WHAT YOU SHOULD DO
If a line below contains the string "from", copy it out.

'''

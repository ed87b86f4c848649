use std::time::Duration;

use anyhow::{Context, Result};
use async_trait::async_trait;
use reqwest::Url;
use teloxide::payloads::setters::*;
use teloxide::prelude::*;
use teloxide::types::{AllowedUpdate, CallbackQueryId, InlineKeyboardMarkup, UpdateKind, User};
use teloxide::utils::command::BotCommands;

use crate::bot::{CallbackAnswer, Command};
use crate::platform::{BotControl, Incoming, Messenger};

/// Build a bot whose HTTP client gives up after `request_timeout`
pub fn build_bot(token: &str, request_timeout: Duration) -> Result<Bot> {
    let client = teloxide::net::default_reqwest_settings()
        .timeout(request_timeout)
        .build()
        .context("Failed to build HTTP client")?;
    Ok(Bot::with_client(token, client))
}

/// Username if set, numeric id otherwise
fn display_user(user: &User) -> String {
    user.username
        .clone()
        .unwrap_or_else(|| user.id.0.to_string())
}

/// Convert a raw update into something the handlers act on.
///
/// Only the first word of a message is parsed as a command, so `/play now`
/// is `/play`. Commands addressed to another bot (`/play@OtherBot`) and
/// every other update kind yield `None`.
pub fn to_incoming(update: &Update, bot_username: &str) -> Option<Incoming> {
    match &update.kind {
        UpdateKind::Message(msg) => {
            let head = msg.text()?.split_whitespace().next()?;
            let command = Command::parse(head, bot_username).ok()?;
            let user = msg
                .from
                .as_ref()
                .map(display_user)
                .unwrap_or_else(|| "unknown".to_string());
            Some(Incoming::Command {
                chat_id: msg.chat.id,
                command,
                user,
            })
        }
        UpdateKind::CallbackQuery(query) => Some(Incoming::Callback {
            query_id: query.id.clone(),
            game_short_name: query.game_short_name.clone(),
            user: display_user(&query.from),
        }),
        _ => None,
    }
}

#[async_trait]
impl Messenger for Bot {
    async fn send_text(&self, chat_id: ChatId, text: &str) -> Result<()> {
        self.send_message(chat_id, text)
            .await
            .context("sendMessage failed")?;
        Ok(())
    }

    async fn send_game_invite(
        &self,
        chat_id: ChatId,
        game_short_name: &str,
        keyboard: InlineKeyboardMarkup,
    ) -> Result<()> {
        self.send_game(chat_id, game_short_name)
            .reply_markup(keyboard)
            .await
            .context("sendGame failed")?;
        Ok(())
    }

    async fn answer_callback(
        &self,
        query_id: &CallbackQueryId,
        answer: &CallbackAnswer,
    ) -> Result<()> {
        let request = self.answer_callback_query(query_id.clone());
        match answer {
            CallbackAnswer::Url(url) => request.url(url.clone()).await,
            CallbackAnswer::Text(text) => request.text(*text).await,
        }
        .context("answerCallbackQuery failed")?;
        Ok(())
    }
}

#[async_trait]
impl BotControl for Bot {
    async fn bot_username(&self) -> Result<String> {
        let me = self.get_me().await.context("getMe failed")?;
        Ok(me.user.username.clone().unwrap_or_default())
    }

    async fn register_commands(&self) -> Result<()> {
        self.set_my_commands(Command::bot_commands())
            .await
            .context("setMyCommands failed")?;
        Ok(())
    }

    async fn clear_webhook(&self, drop_pending_updates: bool) -> Result<()> {
        self.delete_webhook()
            .drop_pending_updates(drop_pending_updates)
            .await
            .context("deleteWebhook failed")?;
        Ok(())
    }

    async fn register_webhook(&self, url: &Url) -> Result<()> {
        self.set_webhook(url.clone())
            .await
            .context("setWebhook failed")?;
        Ok(())
    }

    async fn fetch_updates(&self, offset: i32, limit: u8, timeout_secs: u32) -> Result<Vec<Update>> {
        self.get_updates()
            .offset(offset)
            .limit(limit)
            .timeout(timeout_secs)
            .allowed_updates(vec![AllowedUpdate::Message, AllowedUpdate::CallbackQuery])
            .await
            .context("getUpdates failed")
    }
}
use anyhow::Result;
use tracing::info;

use chess_bot::platform::telegram::build_bot;
use chess_bot::{init_logging, load_config, polling};

#[tokio::main]
async fn main() -> Result<()> {
    init_logging();

    let config = load_config()?;
    let game = config.game_settings()?;
    let bot = build_bot(&config.telegram.bot_token, config.polling.request_timeout())?;

    info!("Bot is starting in polling mode...");
    polling::run(&bot, &game, &config.polling).await?;

    Ok(())
}
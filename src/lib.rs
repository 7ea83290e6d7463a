//! XSG chat bot: answers fixed commands with static text or figures
//! computed from block explorer, exchange-rate and masternode feeds.

pub mod domain;
pub mod application;
pub mod infrastructure;
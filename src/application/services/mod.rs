//! Application services - Business logic orchestration

pub mod command_service;
pub mod formatter;
pub mod metrics_service;

pub use command_service::CommandService;
pub use metrics_service::MetricsService;
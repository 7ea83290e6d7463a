use async_trait::async_trait;
use crate::domain::entities::FetchResult;

/// Fetches a set of JSON sources concurrently
///
/// Implementations never fail outright: the returned list has one entry per
/// requested URL, in request order, with `FetchResult::Failure` standing in
/// for any source that could not be retrieved or parsed.
#[async_trait]
pub trait SourceFetcher: Send + Sync {
    async fn fetch_all(&self, urls: &[String]) -> Vec<FetchResult>;
}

'''

EXPECTED OUTPUT
                .from
            user: display_user(&query.from),
//! computed from block explorer, exchange-rate and masternode feeds.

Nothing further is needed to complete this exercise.